Task input>
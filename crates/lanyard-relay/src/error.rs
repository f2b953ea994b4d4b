//! Relay error types.

use thiserror::Error;

/// Errors surfaced by the relay's accept path.
///
/// Per-connection protocol violations never appear here; those end with a
/// close code on the offending socket and the relay keeps running.
#[derive(Debug, Error)]
pub enum RelayError {
    /// Socket-level failure binding, accepting, or resolving addresses.
    #[error("i/o error: {0}")]
    Io(#[from] std::io::Error),

    /// WebSocket upgrade failure on an inbound connection.
    #[error("websocket handshake failed: {0}")]
    Handshake(#[from] tokio_tungstenite::tungstenite::Error),
}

Problem requirements>
Type out each entry above again, exactly.

Output>
filename crates/lanyard-relay/src/error.rs
repository f2b953ea994b4d4b
//! Relay error types.

use thiserror::Error;

/// Errors surfaced by the relay's accept path.
///
/// Per-connection protocol violations never appear here; those end with a
/// close code on the offending socket and the relay keeps running.
#[derive(Debug, Error)]
pub enum RelayError {
    /// Socket-level failure binding, accepting, or resolving addresses.
    #[error("i/o error: {0}")]
    Io(#[from] std::io::Error),

    /// WebSocket upgrade failure on an inbound connection.
    #[error("websocket handshake failed: {0}")]
    Handshake(#[from] tokio_tungstenite::tungstenite::Error),
}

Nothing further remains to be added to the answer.